Dems are out of sync with the nation:
If the Democrats ran their nominating process the way we run our general elections, Sen. Hillary Clinton would have a commanding lead in the delegate count, one that will only grow more commanding after the next round of primaries, and all questions about which of the two Democratic contenders is more electable would be moot.
It’s their “convoluted system of proportional distribution of delegates that varies from state to state and that obtains in neither congressional nor presidential elections,” says Princeton prof Sean Wilentz at Salon.
It is this eccentric system that has given Obama his lead in the delegate count.
Hillary C. would be “comfortably in front” were it otherwise, “1,743 pledged delegates to Obama’s 1,257.”
Instead, she has about 1,242 pledged delegates to Obama’s 1,413, per CNN estimates.
Howard Dean et al. goofed mightily in handling Florida and Michigan, yes, but Obama has resisting repairing the goof, thwarting small-d democratic procedures, argues Wilentz.
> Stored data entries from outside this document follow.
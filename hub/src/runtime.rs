use std::sync::Arc;

use meshlink_shared::Envelope;

use crate::{LaneError, RemoteDownlink};

/// The lanes hosted on this side of the connection
pub trait LaneRuntime: Send + Sync {
    /// Binds a downlink to the lane it addresses. The returned context
    /// receives the peer's requests.
    fn open_downlink(
        &self,
        downlink: &Arc<RemoteDownlink>,
    ) -> Result<Arc<dyn LinkContext>, LaneError>;

    fn close_downlink(&self, downlink: &RemoteDownlink) -> Result<(), LaneError>;

    /// A command for a lane the peer never linked to
    fn push_command(&self, envelope: Envelope);

    fn did_connect(&self) {}

    fn did_disconnect(&self) {}

    fn close(&self) -> Result<(), LaneError> {
        Ok(())
    }
}

/// The local end of one link: a subscriber binding for uplinks, a lane
/// binding for downlinks.
pub trait LinkContext: Send + Sync {
    /// There is at least one envelope waiting. The context must answer with
    /// exactly one pull on the link.
    fn feed(&self);

    fn push(&self, envelope: Envelope) -> Result<(), LaneError>;

    fn did_connect(&self) {}

    fn did_disconnect(&self) {}

    fn did_close(&self) {}
}
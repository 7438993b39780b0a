use std::{
    fmt,
    sync::atomic::{AtomicU64, Ordering},
};

// LinkKey
/// Connection-scoped identity of one uplink. Two subscribers of the same lane
/// are told apart by their keys, never by where their links live in memory.
#[derive(PartialEq, Eq, Hash, Clone, Copy, Debug, PartialOrd, Ord)]
pub struct LinkKey(u64);

impl LinkKey {
    pub fn to_u64(&self) -> u64 {
        self.0
    }

    pub fn from_u64(value: u64) -> Self {
        LinkKey(value)
    }
}

impl fmt::Display for LinkKey {
    fn fmt(&self, f: &mut fmt::Formatter<'_>) -> fmt::Result {
        write!(f, "{:016x}", self.0)
    }
}

// LinkKeyGenerator
/// Hands out keys that never repeat for the lifetime of one generator.
///
/// The sequence starts at a random offset so keys from different
/// connections are unlikely to line up in logs.
pub struct LinkKeyGenerator {
    next: AtomicU64,
}

impl LinkKeyGenerator {
    pub fn new() -> Self {
        Self::starting_at(fastrand::u64(..))
    }

    pub fn starting_at(seed: u64) -> Self {
        Self {
            next: AtomicU64::new(seed),
        }
    }

    pub fn generate(&self) -> LinkKey {
        LinkKey(self.next.fetch_add(1, Ordering::Relaxed))
    }
}

impl Default for LinkKeyGenerator {
    fn default() -> Self {
        Self::new()
    }
}
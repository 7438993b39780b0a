use std::{
    fmt,
    sync::atomic::{AtomicU32, Ordering},
};

use crossbeam_queue::SegQueue;

use meshlink_shared::Envelope;

use crate::LinkStateError;

pub const FEEDING_DOWN: u32 = 1 << 0;
pub const PULLING_DOWN: u32 = 1 << 1;
pub const FEEDING_UP: u32 = 1 << 2;
pub const PULLING_UP: u32 = 1 << 3;
/// Sticky: the link was opened with sync semantics
pub const SYNC: u32 = 1 << 4;
pub const CLOSED_UP: u32 = 1 << 5;
pub const CLOSED_DOWN: u32 = 1 << 6;

const FLOW_MASK: u32 = FEEDING_DOWN | PULLING_DOWN | FEEDING_UP | PULLING_UP;

/// One of the two independent directions of a link. Up travels toward the
/// lane, down travels toward the subscriber.
#[derive(Clone, Copy, Debug, PartialEq, Eq, Hash)]
pub enum Flow {
    Up,
    Down,
}

impl Flow {
    pub fn feeding(&self) -> u32 {
        match self {
            Flow::Up => FEEDING_UP,
            Flow::Down => FEEDING_DOWN,
        }
    }

    pub fn pulling(&self) -> u32 {
        match self {
            Flow::Up => PULLING_UP,
            Flow::Down => PULLING_DOWN,
        }
    }

    pub fn closed(&self) -> u32 {
        match self {
            Flow::Up => CLOSED_UP,
            Flow::Down => CLOSED_DOWN,
        }
    }
}

impl fmt::Display for Flow {
    fn fmt(&self, f: &mut fmt::Formatter<'_>) -> fmt::Result {
        match self {
            Flow::Up => f.write_str("up"),
            Flow::Down => f.write_str("down"),
        }
    }
}

/// The status word and the two FIFOs shared by every uplink and downlink.
///
/// Each direction runs the same feed/pull/complete cycle:
///
/// * `queue` appends an envelope and feeds the direction.
/// * `feed` sets `FEEDING_*`. If no pull was outstanding it also sets
///   `PULLING_*` and returns `true`, and the caller emits exactly one
///   notification. Otherwise the outstanding pull will pick the work up.
/// * `pull` dequeues one envelope. Only legal while `PULLING_*` is set.
/// * `push`/`skip` complete the pull. If more envelopes are waiting the pull
///   is re-armed and `true` is returned, so the caller notifies once more.
///
/// All transitions are compare-and-swap loops on one `AtomicU32`; no lock is
/// taken on the path of an envelope.
pub struct LinkState {
    status: AtomicU32,
    up_queue: SegQueue<Envelope>,
    down_queue: SegQueue<Envelope>,
}

impl Default for LinkState {
    fn default() -> Self {
        Self::new()
    }
}

impl LinkState {
    pub fn new() -> Self {
        Self {
            status: AtomicU32::new(0),
            up_queue: SegQueue::new(),
            down_queue: SegQueue::new(),
        }
    }

    pub fn status(&self) -> u32 {
        self.status.load(Ordering::Acquire)
    }

    pub fn is_set(&self, bit: u32) -> bool {
        self.status() & bit != 0
    }

    pub fn is_pulling(&self, flow: Flow) -> bool {
        self.is_set(flow.pulling())
    }

    pub fn is_feeding(&self, flow: Flow) -> bool {
        self.is_set(flow.feeding())
    }

    pub fn len(&self, flow: Flow) -> usize {
        self.queue_of(flow).len()
    }

    pub fn is_empty(&self, flow: Flow) -> bool {
        self.queue_of(flow).is_empty()
    }

    // Feed / Pull / Complete

    /// Appends `envelope` to `flow` and feeds it. Returns `true` if the caller
    /// must notify its consumer.
    pub fn queue(&self, flow: Flow, envelope: Envelope) -> bool {
        self.queue_of(flow).push(envelope);
        self.feed(flow)
    }

    /// Returns `true` only when this call armed a new pull.
    pub fn feed(&self, flow: Flow) -> bool {
        let feeding = flow.feeding();
        let pulling = flow.pulling();
        let mut old = self.status.load(Ordering::Acquire);
        loop {
            let new = old | feeding | pulling;
            if new == old {
                return false;
            }
            match self
                .status
                .compare_exchange_weak(old, new, Ordering::AcqRel, Ordering::Acquire)
            {
                Ok(_) => return old & pulling == 0,
                Err(actual) => old = actual,
            }
        }
    }

    /// Dequeues the next envelope of an armed pull. `Ok(None)` means the
    /// queue was drained under the pull; complete it with `skip`.
    pub fn pull(&self, flow: Flow) -> Result<Option<Envelope>, LinkStateError> {
        if !self.is_pulling(flow) {
            return Err(LinkStateError::NotPulling { flow });
        }
        Ok(self.queue_of(flow).pop())
    }

    /// Completes a pull that delivered an envelope.
    pub fn push(&self, flow: Flow) -> Result<bool, LinkStateError> {
        self.complete(flow)
    }

    /// Completes a pull that found nothing to deliver.
    pub fn skip(&self, flow: Flow) -> Result<bool, LinkStateError> {
        self.complete(flow)
    }

    fn complete(&self, flow: Flow) -> Result<bool, LinkStateError> {
        let feeding = flow.feeding();
        let pulling = flow.pulling();
        let mut old = self.status.load(Ordering::Acquire);
        loop {
            if old & pulling == 0 {
                return Err(LinkStateError::PullMismatch { flow });
            }
            if !self.queue_of(flow).is_empty() {
                // more work: keep the pull armed and ask for another round
                return Ok(true);
            }
            let new = old & !(feeding | pulling);
            match self
                .status
                .compare_exchange_weak(old, new, Ordering::AcqRel, Ordering::Acquire)
            {
                Ok(_) => break,
                Err(actual) => old = actual,
            }
        }
        // a producer may have queued between the emptiness check and the swap
        if !self.queue_of(flow).is_empty() {
            return Ok(self.feed(flow));
        }
        Ok(false)
    }

    /// Drops an armed pull that has nowhere to go, leaving `FEEDING_*` set so
    /// the next feed re-arms it.
    pub fn park(&self, flow: Flow) {
        self.status.fetch_and(!flow.pulling(), Ordering::AcqRel);
    }

    /// Clears both directions' feed and pull bits; `SYNC` and the closed bits
    /// survive.
    pub fn reset(&self) {
        self.status.fetch_and(!FLOW_MASK, Ordering::AcqRel);
    }

    pub fn reset_flow(&self, flow: Flow) {
        self.status
            .fetch_and(!(flow.feeding() | flow.pulling()), Ordering::AcqRel);
    }

    /// Sets `bit`, returning `true` if it was previously clear.
    pub fn try_set(&self, bit: u32) -> bool {
        self.status.fetch_or(bit, Ordering::AcqRel) & bit == 0
    }

    pub fn unset(&self, bit: u32) {
        self.status.fetch_and(!bit, Ordering::AcqRel);
    }

    /// Discards everything waiting on `flow`, returning how many envelopes
    /// were dropped.
    pub fn clear(&self, flow: Flow) -> usize {
        let queue = self.queue_of(flow);
        let mut dropped = 0;
        while queue.pop().is_some() {
            dropped += 1;
        }
        dropped
    }

    fn queue_of(&self, flow: Flow) -> &SegQueue<Envelope> {
        match flow {
            Flow::Up => &self.up_queue,
            Flow::Down => &self.down_queue,
        }
    }
}

impl fmt::Debug for LinkState {
    fn fmt(&self, f: &mut fmt::Formatter<'_>) -> fmt::Result {
        f.debug_struct("LinkState")
            .field("status", &format_args!("{:#09b}", self.status()))
            .field("up_len", &self.up_queue.len())
            .field("down_len", &self.down_queue.len())
            .finish()
    }
}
For instance, O. arbitrarily wants half the Michigan and Florida votes, a ploy that Wilentz calls “a bold power grab, worthy of the Chicago machine organizations that claimed the votes of the recently deceased, their names gleaned from the voting rolls.
(This is truly a belt below the belt, involving as it does sharp criticism of how Chicago Dems do things, not to mention O’s connection at the hip with them. How dare he?)
Wilentz has more, in near-numbing detail, and concludes that the new, fresh-faced kid on the electoral block is using “one of the oldest ploys in the playbook of American politics.”
You mean he’s just another? Perish the thought.